WHAT TO WORK ON
Please output exactly the part of the records below that opens with the line containing "-> Result<Value, EvalFault>;" and closes with the line containing "let value = match", both lines included, and nothing else.

(Saved entries)
=======

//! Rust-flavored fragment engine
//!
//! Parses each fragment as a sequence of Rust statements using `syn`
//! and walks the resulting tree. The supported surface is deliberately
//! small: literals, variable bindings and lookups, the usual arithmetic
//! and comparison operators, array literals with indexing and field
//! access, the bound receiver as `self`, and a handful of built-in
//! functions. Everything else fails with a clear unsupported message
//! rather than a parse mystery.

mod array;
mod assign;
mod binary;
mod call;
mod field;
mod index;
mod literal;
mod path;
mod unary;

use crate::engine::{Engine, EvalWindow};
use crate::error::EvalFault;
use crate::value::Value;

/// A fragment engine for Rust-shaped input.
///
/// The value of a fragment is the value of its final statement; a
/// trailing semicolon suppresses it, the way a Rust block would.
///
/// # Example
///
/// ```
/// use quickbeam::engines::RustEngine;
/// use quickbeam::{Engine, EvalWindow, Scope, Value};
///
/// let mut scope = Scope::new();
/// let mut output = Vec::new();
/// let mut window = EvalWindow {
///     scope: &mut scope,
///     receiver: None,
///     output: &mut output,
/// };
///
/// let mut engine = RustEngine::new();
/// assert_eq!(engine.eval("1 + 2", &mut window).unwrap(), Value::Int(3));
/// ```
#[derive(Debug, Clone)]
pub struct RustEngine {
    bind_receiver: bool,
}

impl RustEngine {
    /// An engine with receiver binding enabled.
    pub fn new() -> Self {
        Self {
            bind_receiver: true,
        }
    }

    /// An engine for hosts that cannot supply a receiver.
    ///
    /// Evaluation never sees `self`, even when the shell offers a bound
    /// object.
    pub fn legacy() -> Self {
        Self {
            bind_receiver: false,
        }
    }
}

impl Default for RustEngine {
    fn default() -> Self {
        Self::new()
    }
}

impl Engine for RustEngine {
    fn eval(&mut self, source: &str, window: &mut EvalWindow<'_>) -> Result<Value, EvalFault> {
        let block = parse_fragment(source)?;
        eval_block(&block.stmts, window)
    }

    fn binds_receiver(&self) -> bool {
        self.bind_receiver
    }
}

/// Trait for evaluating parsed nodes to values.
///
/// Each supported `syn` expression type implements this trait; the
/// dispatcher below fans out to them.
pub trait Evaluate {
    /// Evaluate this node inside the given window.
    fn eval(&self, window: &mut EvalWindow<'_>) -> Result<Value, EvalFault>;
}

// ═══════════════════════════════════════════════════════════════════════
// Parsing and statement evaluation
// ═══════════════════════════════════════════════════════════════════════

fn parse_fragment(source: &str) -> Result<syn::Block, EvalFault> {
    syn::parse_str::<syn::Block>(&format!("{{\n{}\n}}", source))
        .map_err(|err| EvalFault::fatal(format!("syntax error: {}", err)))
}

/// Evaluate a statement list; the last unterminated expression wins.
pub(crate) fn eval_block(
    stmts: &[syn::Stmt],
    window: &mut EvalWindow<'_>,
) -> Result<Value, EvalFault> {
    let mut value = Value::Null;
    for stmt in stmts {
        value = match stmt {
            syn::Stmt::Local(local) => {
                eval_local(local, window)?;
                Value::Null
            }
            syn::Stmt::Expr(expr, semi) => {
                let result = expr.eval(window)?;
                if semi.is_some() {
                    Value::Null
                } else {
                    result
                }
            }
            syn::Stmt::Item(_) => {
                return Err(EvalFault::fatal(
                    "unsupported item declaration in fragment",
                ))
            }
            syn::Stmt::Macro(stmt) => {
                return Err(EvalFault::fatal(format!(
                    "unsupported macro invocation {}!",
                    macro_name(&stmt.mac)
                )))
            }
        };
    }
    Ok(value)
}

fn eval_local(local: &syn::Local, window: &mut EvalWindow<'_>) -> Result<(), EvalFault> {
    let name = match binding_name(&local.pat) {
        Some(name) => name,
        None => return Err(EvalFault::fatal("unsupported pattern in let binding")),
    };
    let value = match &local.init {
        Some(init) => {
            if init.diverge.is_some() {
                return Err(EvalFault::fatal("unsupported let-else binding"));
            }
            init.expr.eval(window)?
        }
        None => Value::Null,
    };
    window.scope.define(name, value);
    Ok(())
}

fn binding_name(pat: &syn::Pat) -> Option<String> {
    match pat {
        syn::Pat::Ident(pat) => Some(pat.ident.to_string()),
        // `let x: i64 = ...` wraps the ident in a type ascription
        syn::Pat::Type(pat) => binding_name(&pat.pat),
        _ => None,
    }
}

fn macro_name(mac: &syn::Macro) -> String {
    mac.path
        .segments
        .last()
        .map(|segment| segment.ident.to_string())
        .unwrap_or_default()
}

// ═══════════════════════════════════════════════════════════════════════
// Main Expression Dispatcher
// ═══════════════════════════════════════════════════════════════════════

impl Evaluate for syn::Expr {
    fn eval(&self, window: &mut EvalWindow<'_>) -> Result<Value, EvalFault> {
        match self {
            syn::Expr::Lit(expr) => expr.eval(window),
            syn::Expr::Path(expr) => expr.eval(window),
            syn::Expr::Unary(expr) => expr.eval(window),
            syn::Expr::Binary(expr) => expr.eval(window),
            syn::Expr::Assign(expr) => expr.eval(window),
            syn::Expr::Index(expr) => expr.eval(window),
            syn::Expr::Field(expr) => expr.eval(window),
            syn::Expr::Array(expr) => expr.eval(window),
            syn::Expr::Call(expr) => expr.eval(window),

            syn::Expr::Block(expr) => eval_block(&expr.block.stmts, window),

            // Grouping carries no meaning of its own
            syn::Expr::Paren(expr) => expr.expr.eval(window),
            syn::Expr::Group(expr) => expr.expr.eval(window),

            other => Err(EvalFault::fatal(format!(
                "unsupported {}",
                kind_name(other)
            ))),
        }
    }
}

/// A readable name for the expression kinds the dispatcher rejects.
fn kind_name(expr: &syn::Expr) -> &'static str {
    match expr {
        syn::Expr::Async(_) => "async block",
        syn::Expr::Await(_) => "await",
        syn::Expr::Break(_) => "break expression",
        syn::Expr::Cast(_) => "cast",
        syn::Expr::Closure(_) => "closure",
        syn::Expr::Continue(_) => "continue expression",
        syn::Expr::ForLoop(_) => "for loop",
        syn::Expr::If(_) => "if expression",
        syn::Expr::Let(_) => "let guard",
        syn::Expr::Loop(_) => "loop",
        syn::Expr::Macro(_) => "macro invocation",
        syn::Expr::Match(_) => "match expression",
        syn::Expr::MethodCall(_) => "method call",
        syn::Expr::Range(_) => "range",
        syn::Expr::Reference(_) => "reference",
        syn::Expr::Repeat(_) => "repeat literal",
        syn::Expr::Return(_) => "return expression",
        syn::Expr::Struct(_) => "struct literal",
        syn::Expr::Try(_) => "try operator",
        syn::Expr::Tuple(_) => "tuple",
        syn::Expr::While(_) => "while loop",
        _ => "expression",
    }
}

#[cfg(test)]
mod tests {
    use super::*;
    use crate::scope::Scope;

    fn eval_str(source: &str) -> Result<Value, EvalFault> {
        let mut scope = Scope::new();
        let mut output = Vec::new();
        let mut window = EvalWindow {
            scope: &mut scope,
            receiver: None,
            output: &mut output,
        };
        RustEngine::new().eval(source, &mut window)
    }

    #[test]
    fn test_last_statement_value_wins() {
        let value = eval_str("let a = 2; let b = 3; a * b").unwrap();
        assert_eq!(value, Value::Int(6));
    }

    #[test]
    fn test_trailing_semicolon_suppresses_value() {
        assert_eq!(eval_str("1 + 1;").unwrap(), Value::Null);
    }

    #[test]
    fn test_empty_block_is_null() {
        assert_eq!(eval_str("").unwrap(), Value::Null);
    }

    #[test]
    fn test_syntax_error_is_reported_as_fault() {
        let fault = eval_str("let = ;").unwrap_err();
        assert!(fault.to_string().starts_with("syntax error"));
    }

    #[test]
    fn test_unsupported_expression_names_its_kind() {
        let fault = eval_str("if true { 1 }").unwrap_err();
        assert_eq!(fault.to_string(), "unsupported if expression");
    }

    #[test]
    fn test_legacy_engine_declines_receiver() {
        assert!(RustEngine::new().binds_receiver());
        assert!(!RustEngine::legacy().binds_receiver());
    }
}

=======

ANSWER TO THE PROBLEM
    fn eval(&self, window: &mut EvalWindow<'_>) -> Result<Value, EvalFault>;
}

// ═══════════════════════════════════════════════════════════════════════
// Parsing and statement evaluation
// ═══════════════════════════════════════════════════════════════════════

fn parse_fragment(source: &str) -> Result<syn::Block, EvalFault> {
    syn::parse_str::<syn::Block>(&format!("{{\n{}\n}}", source))
        .map_err(|err| EvalFault::fatal(format!("syntax error: {}", err)))
}

/// Evaluate a statement list; the last unterminated expression wins.
pub(crate) fn eval_block(
    stmts: &[syn::Stmt],
    window: &mut EvalWindow<'_>,
) -> Result<Value, EvalFault> {
    let mut value = Value::Null;
    for stmt in stmts {
        value = match stmt {
            syn::Stmt::Local(local) => {
                eval_local(local, window)?;
                Value::Null
            }
            syn::Stmt::Expr(expr, semi) => {
                let result = expr.eval(window)?;
                if semi.is_some() {
                    Value::Null
                } else {
                    result
                }
            }
            syn::Stmt::Item(_) => {
                return Err(EvalFault::fatal(
                    "unsupported item declaration in fragment",
                ))
            }
            syn::Stmt::Macro(stmt) => {
                return Err(EvalFault::fatal(format!(
                    "unsupported macro invocation {}!",
                    macro_name(&stmt.mac)
                )))
            }
        };
    }
    Ok(value)
}

fn eval_local(local: &syn::Local, window: &mut EvalWindow<'_>) -> Result<(), EvalFault> {
    let name = match binding_name(&local.pat) {
        Some(name) => name,
        None => return Err(EvalFault::fatal("unsupported pattern in let binding")),
    };
    let value = match &local.init {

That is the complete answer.